=== Task requirements ===
Please report every line in the entries that contains the string "level".

=== Information given ===
•••

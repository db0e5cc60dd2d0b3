use anyhow::Result;

use wordwise_lib::mastery::MasteryStatus;

use crate::app::App;
use crate::render::terminal::{paint, status_label, Color};
use crate::OutputFormat;

pub struct BrowseArgs {
    pub level: Option<String>,
    pub status: Option<MasteryStatus>,
    pub category: Option<String>,
    pub search: Option<String>,
}

/// List words. Each flag replaces the saved browse filter for that dimension.
pub fn run(app: &mut App, args: BrowseArgs, format: &OutputFormat, use_color: bool) -> Result<()> {
    app.store.set_browse_level(args.level);
    app.store.set_browse_status(args.status);
    app.store.set_browse_category(args.category);
    app.store.set_search(args.search.unwrap_or_default());

    let store = &app.store;
    let words = store.filtered_words();

    match format {
        OutputFormat::Json => {
            let output: Vec<serde_json::Value> = words
                .iter()
                .map(|w| {
                    let state = store.mastery(&w.id).cloned().unwrap_or_default();
                    serde_json::json!({
                        "word": w.id,
                        "level": w.level,
                        "category": w.category,
                        "meaning": w.meaning,
                        "custom": w.is_custom(),
                        "status": state.status,
                        "encounters": state.encounters,
                        "note": state.note,
                    })
                })
                .collect();
            println!("{}", serde_json::to_string_pretty(&output)?);
        }
        OutputFormat::Plain => {
            if words.is_empty() {
                println!("No words match the current filters.");
                return Ok(());
            }

            let width = words.iter().map(|w| w.id.chars().count()).max().unwrap_or(4).max(4);
            for w in &words {
                let status = store.mastery(&w.id).map(|s| s.status).unwrap_or_default();
                let level = w.level.as_deref().unwrap_or("--");
                let meaning = w.meaning.as_deref().unwrap_or("");
                println!(
                    "{:<width$}  {:<3} {}  {}",
                    w.id,
                    level,
                    status_label(status, use_color),
                    paint(meaning, Color::DIM, use_color),
                    width = width
                );
            }

            let stats = store.word_stats();
            println!(
                "\n{} words, {} known, {} learning ({}% complete)",
                stats.total, stats.known, stats.learning, stats.percent_complete
            );
        }
    }

    Ok(())
}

•••

=== Answer below ===
    pub level: Option<String>,
    app.store.set_browse_level(args.level);
                        "level": w.level,
                let level = w.level.as_deref().unwrap_or("--");
                    level,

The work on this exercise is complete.